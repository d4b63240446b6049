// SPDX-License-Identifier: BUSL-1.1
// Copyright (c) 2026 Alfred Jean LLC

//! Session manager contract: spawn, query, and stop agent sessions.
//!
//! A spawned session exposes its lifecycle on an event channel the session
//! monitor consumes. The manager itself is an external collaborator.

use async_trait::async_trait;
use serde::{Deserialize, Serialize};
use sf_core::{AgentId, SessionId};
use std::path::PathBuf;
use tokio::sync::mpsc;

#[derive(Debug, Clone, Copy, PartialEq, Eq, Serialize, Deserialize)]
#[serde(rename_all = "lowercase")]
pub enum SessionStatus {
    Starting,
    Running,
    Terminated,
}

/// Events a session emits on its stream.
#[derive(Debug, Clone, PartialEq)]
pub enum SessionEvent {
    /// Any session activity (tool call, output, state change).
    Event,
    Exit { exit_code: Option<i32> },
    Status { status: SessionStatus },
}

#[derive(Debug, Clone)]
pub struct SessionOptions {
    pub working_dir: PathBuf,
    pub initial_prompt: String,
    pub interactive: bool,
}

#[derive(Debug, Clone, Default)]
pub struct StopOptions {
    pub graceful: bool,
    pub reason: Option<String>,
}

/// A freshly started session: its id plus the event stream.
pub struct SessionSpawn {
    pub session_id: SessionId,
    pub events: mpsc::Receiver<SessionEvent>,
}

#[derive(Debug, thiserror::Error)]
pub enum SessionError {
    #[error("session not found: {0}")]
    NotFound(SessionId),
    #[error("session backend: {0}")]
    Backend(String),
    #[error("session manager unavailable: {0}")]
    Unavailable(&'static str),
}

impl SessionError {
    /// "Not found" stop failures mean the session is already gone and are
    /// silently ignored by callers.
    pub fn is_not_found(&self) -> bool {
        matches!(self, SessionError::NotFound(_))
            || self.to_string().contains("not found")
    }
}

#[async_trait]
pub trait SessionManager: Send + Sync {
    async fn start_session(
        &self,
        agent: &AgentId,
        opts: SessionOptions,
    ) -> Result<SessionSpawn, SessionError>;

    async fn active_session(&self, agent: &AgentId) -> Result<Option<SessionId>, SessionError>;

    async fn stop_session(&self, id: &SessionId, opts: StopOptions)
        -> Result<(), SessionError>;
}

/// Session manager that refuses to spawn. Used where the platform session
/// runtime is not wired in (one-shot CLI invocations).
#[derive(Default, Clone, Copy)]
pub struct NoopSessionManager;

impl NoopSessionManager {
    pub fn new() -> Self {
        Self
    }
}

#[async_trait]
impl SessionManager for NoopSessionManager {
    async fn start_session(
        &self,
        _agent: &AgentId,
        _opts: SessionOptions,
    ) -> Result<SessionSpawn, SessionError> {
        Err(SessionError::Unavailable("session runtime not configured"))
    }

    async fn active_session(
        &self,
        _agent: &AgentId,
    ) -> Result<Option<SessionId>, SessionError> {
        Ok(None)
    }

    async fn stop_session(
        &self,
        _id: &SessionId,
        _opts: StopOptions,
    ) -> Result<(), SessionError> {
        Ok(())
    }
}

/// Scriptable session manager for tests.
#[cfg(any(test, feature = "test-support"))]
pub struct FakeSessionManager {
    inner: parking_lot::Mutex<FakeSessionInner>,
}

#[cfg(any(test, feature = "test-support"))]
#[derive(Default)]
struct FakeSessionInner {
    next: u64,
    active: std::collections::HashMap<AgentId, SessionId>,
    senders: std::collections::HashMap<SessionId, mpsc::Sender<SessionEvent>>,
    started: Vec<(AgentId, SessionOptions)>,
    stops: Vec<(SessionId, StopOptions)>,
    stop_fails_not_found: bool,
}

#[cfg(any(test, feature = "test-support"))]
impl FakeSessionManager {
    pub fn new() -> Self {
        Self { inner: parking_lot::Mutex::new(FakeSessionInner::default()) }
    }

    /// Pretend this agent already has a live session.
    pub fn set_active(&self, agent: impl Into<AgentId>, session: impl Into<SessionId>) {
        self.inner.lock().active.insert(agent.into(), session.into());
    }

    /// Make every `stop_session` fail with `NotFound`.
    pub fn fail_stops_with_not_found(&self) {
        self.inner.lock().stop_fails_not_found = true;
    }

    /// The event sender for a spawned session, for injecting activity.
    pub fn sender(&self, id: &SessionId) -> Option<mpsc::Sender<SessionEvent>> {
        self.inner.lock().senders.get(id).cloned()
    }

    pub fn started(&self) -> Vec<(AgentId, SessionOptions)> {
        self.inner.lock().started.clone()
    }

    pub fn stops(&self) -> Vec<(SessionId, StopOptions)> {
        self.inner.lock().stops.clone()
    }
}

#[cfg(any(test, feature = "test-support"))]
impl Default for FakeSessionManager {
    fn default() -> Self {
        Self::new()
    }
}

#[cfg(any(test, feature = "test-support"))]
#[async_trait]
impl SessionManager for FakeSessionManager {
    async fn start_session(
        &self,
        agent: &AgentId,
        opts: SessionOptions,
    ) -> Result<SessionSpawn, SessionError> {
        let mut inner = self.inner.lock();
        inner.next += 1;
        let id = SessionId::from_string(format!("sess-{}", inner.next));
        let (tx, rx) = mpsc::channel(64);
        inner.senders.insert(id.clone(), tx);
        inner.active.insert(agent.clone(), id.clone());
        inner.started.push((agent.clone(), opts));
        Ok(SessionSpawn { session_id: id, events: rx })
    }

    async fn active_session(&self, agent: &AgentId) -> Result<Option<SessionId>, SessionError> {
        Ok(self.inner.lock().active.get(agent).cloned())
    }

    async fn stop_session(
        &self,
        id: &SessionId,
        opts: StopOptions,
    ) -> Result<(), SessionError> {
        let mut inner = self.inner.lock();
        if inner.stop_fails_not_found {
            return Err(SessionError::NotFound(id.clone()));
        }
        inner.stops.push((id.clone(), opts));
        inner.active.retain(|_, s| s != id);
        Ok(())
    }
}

####

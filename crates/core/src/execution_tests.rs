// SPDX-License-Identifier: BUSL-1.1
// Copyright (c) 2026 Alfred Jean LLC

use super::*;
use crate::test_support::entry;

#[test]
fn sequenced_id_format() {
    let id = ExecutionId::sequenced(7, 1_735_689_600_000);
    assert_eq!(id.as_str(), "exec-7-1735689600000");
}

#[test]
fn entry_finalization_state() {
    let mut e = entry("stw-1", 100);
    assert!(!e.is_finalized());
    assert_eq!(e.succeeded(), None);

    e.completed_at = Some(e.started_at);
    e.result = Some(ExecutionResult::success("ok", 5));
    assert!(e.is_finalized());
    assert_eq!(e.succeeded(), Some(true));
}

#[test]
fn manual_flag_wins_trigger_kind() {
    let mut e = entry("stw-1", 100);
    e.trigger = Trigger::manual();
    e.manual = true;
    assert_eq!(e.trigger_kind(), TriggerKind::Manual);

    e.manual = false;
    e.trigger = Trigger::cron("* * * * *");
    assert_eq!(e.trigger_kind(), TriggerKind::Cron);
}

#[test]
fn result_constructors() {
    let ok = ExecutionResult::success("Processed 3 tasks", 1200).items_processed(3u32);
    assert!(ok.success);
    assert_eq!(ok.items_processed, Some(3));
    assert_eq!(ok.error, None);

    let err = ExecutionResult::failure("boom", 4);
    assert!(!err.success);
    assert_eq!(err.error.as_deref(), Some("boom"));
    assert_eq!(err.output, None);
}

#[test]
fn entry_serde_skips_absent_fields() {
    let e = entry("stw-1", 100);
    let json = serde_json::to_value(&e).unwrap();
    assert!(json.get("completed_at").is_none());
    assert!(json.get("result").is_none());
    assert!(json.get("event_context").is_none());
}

####

▶ PROBLEM: Out of the preceding entries, pull each line that contains the word "push".

▶ SOLUTION:
        inner.started.push((agent.clone(), opts));
        inner.stops.push((id.clone(), opts));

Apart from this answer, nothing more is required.